[Task to complete]: All lines before the one containing "they are stored.", plus that line itself, are to be printed exactly as they appear below.

Stored data
■ ■ ■
use cosmwasm_std::{Decimal, DepsMut, Env, Event, MessageInfo, Response, Storage};
use picker_common::{draw, ticket_pool, DrawStatus, SeedBuilder, Snapshot};

use crate::error::ContractError;
use crate::msg::UpdateConfigParams;
use crate::state::{
    load_snapshot, save_snapshot, Draw, DrawStateInfo, PickerConfig, CONFIG, DRAWS, DRAW_STATE,
};

/// Check tunables before they are stored.
pub fn validate_config(config: &PickerConfig) -> Result<(), ContractError> {
    if config.max_participants < 2 {
        return Err(ContractError::InvalidConfig {
            reason: format!(
                "max_participants must be at least 2, got {}",
                config.max_participants
            ),
        });
    }
    if config.weights.base_tickets == 0 {
        return Err(ContractError::InvalidConfig {
            reason: "base_tickets must be at least 1".to_string(),
        });
    }
    let factor = config.weights.penalty_factor;
    if factor.is_zero() || factor > Decimal::one() {
        return Err(ContractError::InvalidConfig {
            reason: format!("penalty_factor must be in (0, 1], got {factor}"),
        });
    }
    Ok(())
}

/// Roster and stats are frozen while a draw waits for its reveal.
fn ensure_idle(storage: &dyn Storage) -> Result<DrawStateInfo, ContractError> {
    let state = DRAW_STATE.load(storage)?;
    if let Some(draw_id) = state.in_flight {
        return Err(ContractError::DrawInProgress { draw_id });
    }
    Ok(state)
}

/// Load the snapshot, flagging the response when stored data had to be discarded.
fn open_snapshot(deps: &DepsMut, response: Response) -> (Snapshot, Response) {
    let deps = deps.as_ref();
    let decoded = load_snapshot(deps.storage, deps.api);
    if decoded.is_clean() {
        (decoded.snapshot, response)
    } else {
        let response = response.add_attribute("snapshot_recovered", "true");
        (decoded.snapshot, response)
    }
}

pub fn add_participant(
    deps: DepsMut,
    env: Env,
    info: MessageInfo,
    name: String,
) -> Result<Response, ContractError> {
    ensure_idle(deps.storage)?;
    let config = CONFIG.load(deps.storage)?;
    let (mut snapshot, response) = open_snapshot(&deps, Response::new());

    let mut rng = SeedBuilder::new("roster-picker/avatar")
        .u64(env.block.height)
        .u64(env.block.time.nanos())
        .part(info.sender.as_bytes())
        .part(name.as_bytes())
        .finish();
    let name = snapshot.add_participant(&name, config.max_participants, &mut rng)?;
    save_snapshot(deps.storage, &snapshot)?;

    Ok(response
        .add_attribute("action", "add_participant")
        .add_attribute("name", name.clone())
        .add_event(
            Event::new("picker_participant_added")
                .add_attribute("name", name.clone())
                .add_attribute("avatar", snapshot.avatar(&name))
                .add_attribute("roster_size", snapshot.roster.len().to_string()),
        ))
}

pub fn remove_participant(
    deps: DepsMut,
    _env: Env,
    _info: MessageInfo,
    name: String,
) -> Result<Response, ContractError> {
    ensure_idle(deps.storage)?;
    let (mut snapshot, response) = open_snapshot(&deps, Response::new());

    let name = name.trim().to_string();
    let removed = snapshot.remove_participant(&name);
    save_snapshot(deps.storage, &snapshot)?;

    Ok(response
        .add_attribute("action", "remove_participant")
        .add_attribute("name", name.clone())
        .add_event(
            Event::new("picker_participant_removed")
                .add_attribute("name", name)
                .add_attribute("removed", removed.to_string())
                .add_attribute("roster_size", snapshot.roster.len().to_string()),
        ))
}

pub fn set_context(
    deps: DepsMut,
    _env: Env,
    _info: MessageInfo,
    context: String,
) -> Result<Response, ContractError> {
    ensure_idle(deps.storage)?;
    let (mut snapshot, response) = open_snapshot(&deps, Response::new());

    snapshot.context = context;
    save_snapshot(deps.storage, &snapshot)?;

    Ok(response
        .add_attribute("action", "set_context")
        .add_event(
            Event::new("picker_context_set").add_attribute("context", snapshot.context.clone()),
        ))
}

/// Start a draw. The winner is chosen here; the delay only postpones the reveal.
/// A zero delay resolves in the same call.
pub fn start_draw(
    mut deps: DepsMut,
    env: Env,
    info: MessageInfo,
    delay_ms: Option<u64>,
    entropy_hex: Option<String>,
) -> Result<Response, ContractError> {
    let mut state = ensure_idle(deps.storage)?;
    let config = CONFIG.load(deps.storage)?;
    let (snapshot, response) = open_snapshot(&deps, Response::new());

    let entropy = match entropy_hex {
        Some(hex_str) => hex::decode(&hex_str).map_err(|_| ContractError::InvalidHex {
            field: "entropy_hex".to_string(),
        })?,
        None => vec![],
    };

    let draw_id = state.next_draw_id;
    let tx_index = env.transaction.as_ref().map(|tx| tx.index as u64).unwrap_or(0);
    let mut rng = SeedBuilder::new("roster-picker/draw")
        .u64(draw_id)
        .u64(env.block.height)
        .u64(env.block.time.nanos())
        .u64(tx_index)
        .part(info.sender.as_bytes())
        .part(&entropy)
        .finish();
    let seed = rng.seed_hex();

    let outcome = draw(&snapshot.roster, &snapshot.penalties, &config.weights, &mut rng)?;
    let pool = ticket_pool(&snapshot.roster, &snapshot.penalties, &config.weights);

    let delay_ms = delay_ms.unwrap_or(config.draw_delay_ms);
    let resolve_at = env.block.time.plus_nanos(delay_ms.saturating_mul(1_000_000));

    let record = Draw {
        id: draw_id,
        status: DrawStatus::Drawing,
        requested_by: info.sender.clone(),
        winner: outcome.winner.clone(),
        ticket: outcome.ticket,
        pool_size: outcome.pool_size,
        pool,
        seed: seed.clone(),
        started_at: env.block.time,
        resolve_at,
        resolved_at: None,
        display_text: None,
    };
    DRAWS.save(deps.storage, draw_id, &record)?;

    state.next_draw_id += 1;
    state.in_flight = Some(draw_id);
    DRAW_STATE.save(deps.storage, &state)?;

    // Carries what the reveal animation needs.
    let response = response
        .add_attribute("action", "start_draw")
        .add_attribute("draw_id", draw_id.to_string())
        .add_event(
            Event::new("picker_draw_started")
                .add_attribute("draw_id", draw_id.to_string())
                .add_attribute("ticket", outcome.ticket.to_string())
                .add_attribute("pool_size", outcome.pool_size.to_string())
                .add_attribute("participants", snapshot.roster.len().to_string())
                .add_attribute("delay_ms", delay_ms.to_string())
                .add_attribute("resolve_at", resolve_at.nanos().to_string())
                .add_attribute("seed", seed),
        );

    if delay_ms == 0 {
        let resolved = finish_draw(&mut deps, &env, state, record)?;
        return Ok(response.add_event(resolved));
    }
    Ok(response)
}

/// Reveal the in-flight draw once its delay has passed.
pub fn resolve_draw(
    mut deps: DepsMut,
    env: Env,
    _info: MessageInfo,
) -> Result<Response, ContractError> {
    let state = DRAW_STATE.load(deps.storage)?;
    let draw_id = state.in_flight.ok_or(ContractError::NoDrawInProgress)?;
    let record = DRAWS
        .may_load(deps.storage, draw_id)?
        .ok_or(ContractError::DrawNotFound { draw_id })?;

    if env.block.time < record.resolve_at {
        return Err(ContractError::DrawNotReady {
            draw_id,
            resolve_at: record.resolve_at.nanos(),
        });
    }

    let resolved = finish_draw(&mut deps, &env, state, record)?;
    Ok(Response::new()
        .add_attribute("action", "resolve_draw")
        .add_attribute("draw_id", draw_id.to_string())
        .add_event(resolved))
}

/// Apply the fixed outcome: record the win, penalize the winner, persist, go idle.
fn finish_draw(
    deps: &mut DepsMut,
    env: &Env,
    mut state: DrawStateInfo,
    mut record: Draw,
) -> Result<Event, ContractError> {
    let config = CONFIG.load(deps.storage)?;
    let mut snapshot = load_snapshot(deps.storage, deps.api).snapshot;

    snapshot.record_draw(
        &record.winner,
        config.weights.penalty_factor,
        &config.penalty_policy,
    );
    let display_text = snapshot.display_text(&record.winner);
    save_snapshot(deps.storage, &snapshot)?;

    record.status = DrawStatus::Resolved;
    record.resolved_at = Some(env.block.time);
    record.display_text = Some(display_text.clone());
    DRAWS.save(deps.storage, record.id, &record)?;

    state.in_flight = None;
    state.total_draws_completed += 1;
    DRAW_STATE.save(deps.storage, &state)?;

    Ok(Event::new("picker_draw_resolved")
        .add_attribute("draw_id", record.id.to_string())
        .add_attribute("winner", record.winner.clone())
        .add_attribute("display_text", display_text)
        .add_attribute("wins", snapshot.stats.wins(&record.winner).to_string())
        .add_attribute(
            "next_penalty",
            snapshot.penalties.get(&record.winner).to_string(),
        )
        .add_attribute("timestamp", env.block.time.seconds().to_string()))
}

/// Clear the stats ledger. Penalties, roster and history stay.
pub fn reset_stats(
    deps: DepsMut,
    _env: Env,
    _info: MessageInfo,
    confirm: bool,
) -> Result<Response, ContractError> {
    if !confirm {
        return Err(ContractError::ResetNotConfirmed);
    }
    ensure_idle(deps.storage)?;
    let (mut snapshot, response) = open_snapshot(&deps, Response::new());

    let cleared_wins = snapshot.stats.total_wins();
    snapshot.stats.reset();
    save_snapshot(deps.storage, &snapshot)?;

    Ok(response
        .add_attribute("action", "reset_stats")
        .add_event(
            Event::new("picker_stats_reset").add_attribute("cleared_wins", cleared_wins.to_string()),
        ))
}

/// Update configuration. Admin only.
pub fn update_config(
    deps: DepsMut,
    _env: Env,
    info: MessageInfo,
    params: UpdateConfigParams,
) -> Result<Response, ContractError> {
    let UpdateConfigParams {
        admin,
        max_participants,
        draw_delay_ms,
        base_tickets,
        penalty_factor,
        penalty_policy,
    } = params;

    let mut config = CONFIG.load(deps.storage)?;

    if info.sender != config.admin {
        return Err(ContractError::Unauthorized {
            reason: "only admin can update config".to_string(),
        });
    }
    // Weights and policy are read again when the in-flight draw resolves.
    ensure_idle(deps.storage)?;

    if let Some(admin) = admin {
        config.admin = deps.api.addr_validate(&admin)?;
    }
    if let Some(max) = max_participants {
        config.max_participants = max;
    }
    if let Some(delay) = draw_delay_ms {
        config.draw_delay_ms = delay;
    }
    if let Some(base) = base_tickets {
        config.weights.base_tickets = base;
    }
    if let Some(factor) = penalty_factor {
        config.weights.penalty_factor = factor;
    }
    if let Some(policy) = penalty_policy {
        config.penalty_policy = policy;
    }

    validate_config(&config)?;
    let roster_size = load_snapshot(deps.storage, deps.api).snapshot.roster.len();
    if (config.max_participants as usize) < roster_size {
        return Err(ContractError::InvalidConfig {
            reason: format!(
                "max_participants {} is below the current roster size {roster_size}",
                config.max_participants
            ),
        });
    }
    CONFIG.save(deps.storage, &config)?;

    Ok(Response::new()
        .add_attribute("action", "update_config")
        .add_event(
            Event::new("picker_config_updated")
                .add_attribute("max_participants", config.max_participants.to_string())
                .add_attribute("draw_delay_ms", config.draw_delay_ms.to_string())
                .add_attribute("base_tickets", config.weights.base_tickets.to_string())
                .add_attribute("penalty_factor", config.weights.penalty_factor.to_string()),
        ))
}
■ ■ ■
[Answer section]:
use cosmwasm_std::{Decimal, DepsMut, Env, Event, MessageInfo, Response, Storage};
use picker_common::{draw, ticket_pool, DrawStatus, SeedBuilder, Snapshot};

use crate::error::ContractError;
use crate::msg::UpdateConfigParams;
use crate::state::{
    load_snapshot, save_snapshot, Draw, DrawStateInfo, PickerConfig, CONFIG, DRAWS, DRAW_STATE,
};

/// Check tunables before they are stored.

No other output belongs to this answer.